Saturday , April 20 2024

Macarena Catchier

Time flies in the absence of Spanish dance crazes involving lateral hand movements. Yes it’s been six years since the Macarena swept like a tsunami over an unsuspecting earth. The Spanish have struck again:

    along comes “The Ketchup Song” – and dance.

    The Spanish pop tune with gobbledygook lyrics is topping charts around the world, and it’s accompanied by arm-waving, knee-knocking gyrations.

    The three sisters who do the song teamed up only a year ago and named themselves Las Ketchup as an homage to their flamenco guitarist-father, nicknamed El Tomate.

    The single has sold 2.5 million copies from Austria to Australia. In Europe it’s No. 1 in sales in 15 countries, says London-based Music and Media magazine. The album that features the song has sold 900,000 copies around the world, reaching gold status in much of Latin America.

    Teenagers in Kosovo love it. One Danish Internet portal offers the melody for downloading as a cell phone beep. And a version in Mandarin Chinese is planned for the world’s most populous nation.

    Sony Music thought the sisters had potential when it signed them, but no one expected all this, marketing director Jose Mateos said.

    “The music business is not an exact science,” Mateos said.

    Indeed, the limelight is all over the Munoz sisters – Pilar, 29; Lola, 26; and Lucia, 19 – and their song about a fashion-conscious Gypsy named Diego who makes up his own brand of rap.

    Since the song has cut the mustard with listeners in Europe and Latin America, the sisters hope the United States will relish it, too. It’s already rising on the singles. This week, they’re visiting Miami and New York to promote the single and the LP, called “Hijas del Tomate,” or “Daughters of Tomato.”

    Their song, known in Spanish as “Asereje,” bases its lyrics on snippets from the 1979 classic “Rapper’s Delight” by the Sugar Hill Gang, but transmogrifies them with a staccato twist from Las Ketchup’s native Andalusia region.

    The refrain goes like this: “Asereje ja de je de jebe tude jebere sebiunouba majabi an de bugui an de buididipi.”

    That’s not Spanish, it’s gibberish.

Hey, I love silly mindless pop as much as anyone as long as it’s catchy and rhythmic: the Monkees, the Archies, Banarama, and even “The Macarena” (try to remember how you felt about it the first twenty times you heard it) come to mind.

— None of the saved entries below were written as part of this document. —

use std::fs::{self, OpenOptions};
use std::io::{Read, Seek, SeekFrom, Write};
use std::path::{Path, PathBuf};

use crate::api::{SectorId, SectorStoreType};
use crate::error::SectorManagerErr;

/// Provisions and reads the files backing staged and sealed sectors.
#[derive(Debug, Clone)]
pub struct SectorStore {
    store_type: SectorStoreType,
    staged_sector_dir: PathBuf,
    sealed_sector_dir: PathBuf,
}

impl SectorStore {
    pub fn new<P: Into<PathBuf>>(
        store_type: SectorStoreType,
        staged_sector_dir: P,
        sealed_sector_dir: P,
    ) -> Result<SectorStore, SectorManagerErr> {
        let store = SectorStore {
            store_type,
            staged_sector_dir: staged_sector_dir.into(),
            sealed_sector_dir: sealed_sector_dir.into(),
        };

        fs::create_dir_all(&store.staged_sector_dir).map_err(receiver_err)?;
        fs::create_dir_all(&store.sealed_sector_dir).map_err(receiver_err)?;

        Ok(store)
    }

    /// returns the number of bytes in a sealed sector managed by this store
    pub fn sector_bytes(&self) -> u64 {
        self.store_type.sector_bytes()
    }

    /// returns the number of bytes that will fit into a sector managed by this store
    pub fn max_unsealed_bytes_per_sector(&self) -> u64 {
        self.store_type.max_user_bytes_per_sector()
    }

    /// provisions a new staging sector and reports the corresponding access
    pub fn new_staging_sector_access(&self, sector_id: SectorId) -> Result<String, SectorManagerErr> {
        let access = format!("staged-{}", sector_id);

        OpenOptions::new()
            .create(true)
            .write(true)
            .truncate(true)
            .open(self.staged_sector_path(&access))
            .map_err(receiver_err)?;

        Ok(access)
    }

    /// reports the access under which the sealed replica of a sector lives
    pub fn new_sealed_sector_access(&self, sector_id: SectorId) -> String {
        format!("sealed-{}", sector_id)
    }

    pub fn staged_sector_path(&self, access: &str) -> PathBuf {
        self.staged_sector_dir.join(access)
    }

    pub fn sealed_sector_path(&self, access: &str) -> PathBuf {
        self.sealed_sector_dir.join(access)
    }

    /// reports the number of bytes written to an unsealed sector
    pub fn num_unsealed_bytes(&self, access: &str) -> Result<u64, SectorManagerErr> {
        let path = self.staged_sector_path(access);
        require_file(&path)?;

        fs::metadata(&path).map(|m| m.len()).map_err(receiver_err)
    }

    /// appends `data` to the staging sector identified by `access`
    pub fn write_and_preprocess(&self, access: &str, data: &[u8]) -> Result<u64, SectorManagerErr> {
        let path = self.staged_sector_path(access);
        require_file(&path)?;

        let mut file = OpenOptions::new()
            .append(true)
            .open(&path)
            .map_err(receiver_err)?;

        file.write_all(data).map_err(receiver_err)?;
        file.sync_all().map_err(receiver_err)?;

        Ok(data.len() as u64)
    }

    /// cuts a staged sector back to its first `num_bytes` bytes
    pub fn truncate_staged(&self, access: &str, num_bytes: u64) -> Result<(), SectorManagerErr> {
        let path = self.staged_sector_path(access);
        require_file(&path)?;

        let file = OpenOptions::new()
            .write(true)
            .open(&path)
            .map_err(receiver_err)?;

        file.set_len(num_bytes).map_err(receiver_err)?;
        file.sync_all().map_err(receiver_err)
    }

    pub fn remove_staged(&self, access: &str) -> Result<(), SectorManagerErr> {
        fs::remove_file(self.staged_sector_path(access)).map_err(receiver_err)
    }

    /// reads `num_bytes` starting at `start_offset` from a sealed replica
    pub fn read_raw(
        &self,
        access: &str,
        start_offset: u64,
        num_bytes: u64,
    ) -> Result<Vec<u8>, SectorManagerErr> {
        let path = self.sealed_sector_path(access);
        require_file(&path)?;

        let mut file = fs::File::open(&path).map_err(receiver_err)?;
        file.seek(SeekFrom::Start(start_offset))
            .map_err(receiver_err)?;

        let mut buf = Vec::with_capacity(num_bytes as usize);
        file.take(num_bytes)
            .read_to_end(&mut buf)
            .map_err(receiver_err)?;

        if buf.len() as u64 != num_bytes {
            return Err(SectorManagerErr::ReceiverError(format!(
                "read {} bytes from {} but expected {}",
                buf.len(),
                access,
                num_bytes
            )));
        }

        Ok(buf)
    }
}

fn require_file(path: &Path) -> Result<(), SectorManagerErr> {
    if path.is_file() {
        Ok(())
    } else {
        Err(SectorManagerErr::CallerError(format!(
            "no sector file at {}",
            path.display()
        )))
    }
}

fn receiver_err(err: std::io::Error) -> SectorManagerErr {
    SectorManagerErr::ReceiverError(format!("{}", err))
}

#[cfg(test)]
mod tests {
    use super::*;

    fn create_store() -> (tempfile::TempDir, SectorStore) {
        let dir = tempfile::tempdir().unwrap();
        let store = SectorStore::new(
            SectorStoreType::Test,
            dir.path().join("staged"),
            dir.path().join("sealed"),
        )
        .unwrap();

        (dir, store)
    }

    #[test]
    fn test_write_appends_to_staged_sector() {
        let (_dir, store) = create_store();

        let access = store.new_staging_sector_access(1).unwrap();
        assert_eq!(0, store.num_unsealed_bytes(&access).unwrap());

        assert_eq!(3, store.write_and_preprocess(&access, &[1, 2, 3]).unwrap());
        assert_eq!(2, store.write_and_preprocess(&access, &[4, 5]).unwrap());
        assert_eq!(5, store.num_unsealed_bytes(&access).unwrap());
    }

    #[test]
    fn test_read_raw_returns_requested_range() {
        let (_dir, store) = create_store();

        let access = store.new_sealed_sector_access(9);
        fs::write(store.sealed_sector_path(&access), &[0, 1, 2, 3, 4, 5]).unwrap();

        assert_eq!(vec![2, 3, 4], store.read_raw(&access, 2, 3).unwrap());
        assert!(store.read_raw(&access, 4, 10).is_err());
    }

    #[test]
    fn test_truncate_discards_trailing_bytes() {
        let (_dir, store) = create_store();

        let access = store.new_staging_sector_access(3).unwrap();
        store.write_and_preprocess(&access, &[1, 2, 3, 4, 5]).unwrap();

        store.truncate_staged(&access, 2).unwrap();
        assert_eq!(2, store.num_unsealed_bytes(&access).unwrap());

        store.write_and_preprocess(&access, &[9]).unwrap();
        assert_eq!(
            vec![1, 2, 9],
            fs::read(store.staged_sector_path(&access)).unwrap()
        );

        store.remove_staged(&access).unwrap();
        assert!(store.truncate_staged(&access, 0).is_err());
    }

    #[test]
    fn test_unknown_access_is_a_caller_error() {
        let (_dir, store) = create_store();

        match store.write_and_preprocess("staged-404", &[1]) {
            Err(SectorManagerErr::CallerError(_)) => (),
            other => panic!("expected caller error, got {:?}", other),
        }
    }
}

The problem with “The Ketchup Song” is that it isn’t all that catchy and is surprisingly unpercussive for a Spanish dance song. See and hear for yourself the video of the Spanish version here: very Bananarama, just not really good Bananarama. Will the US be the last to succumb? We shall see.

About Eric Olsen

Career media professional and serial entrepreneur Eric Olsen flung himself into the paranormal world in 2012, creating the America's Most Haunted brand and co-authoring the award-winning America's Most Haunted book, published by Berkley/Penguin in Sept, 2014. Olsen is co-host of the nationally syndicated broadcast and Internet radio talk show After Hours AM; his entertaining and informative America's Most Haunted website and social media outlets are must-reads: Twitter@amhaunted, Facebook.com/amhaunted, Pinterest America's Most Haunted. Olsen is also guitarist/singer for popular and wildly eclectic Cleveland cover band The Props.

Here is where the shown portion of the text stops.